I left myself a trail of jello shots, that ended at his door. OR maybe he left me a trail of jello shots at his door. DO I GO IN!?
I don't remember much of half-time. I do remember climbing onto the roof of the fraternity and telling people I was going to stargaze in French.
Almost bit the guy's hand who sits in front of me because he was stretching. That. Bored.
My liver and my bank account can't afford another all nighter. Help.
What do you mean you don't want me to steal the manikin do you have any idea how expensive inflatable dolls are I can't get that for your birthday
A dude I dated in high school just put a status about National Coming Out day. I checked his relationship status. He is dating a dude. Hello, Friday.
The way I see it, there's 2 types of friends.
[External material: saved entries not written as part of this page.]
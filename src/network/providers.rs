//! Network provider setup

use alloy::providers::{Provider, ProviderBuilder};
use anyhow::{Context, Result};
use std::sync::Arc;
use tracing::info;

use crate::{config::Config, ConcreteProvider};

pub async fn setup_provider(config: &Config) -> Result<Arc<ConcreteProvider>> {
    let rpc_url = config.endpoint()?;

    let provider: Arc<ConcreteProvider> = Arc::new(
        ProviderBuilder::new()
            .on_http(rpc_url.parse()?)
            .boxed()
    );

    info!("🔗 Testing connection to {}...", config.network);
    let block = provider.get_block_number().await
        .context("Failed to reach RPC endpoint")?;
    info!("✅ Connected to {} at block {}", config.network, block);

    Ok(provider)
}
Those you should do drugs with, and those you really,really shouldn't.
When he said he lived in a closet I thought he meant his room was really small or something... But he actually has a queen size mattress on the floor of his roomates walk-in closet.
Not to make this awkward, but if we ever have sex (perhaps drunkenly), all i'm gonna be able to think about is how sexy our kids would be.
i passed out in front of ihop...for the second night in a row. i think i need to reevaluate my life choices
DID YOU OR DID YOU NOT, PEE IN MY FUCKING TRASHCAN?!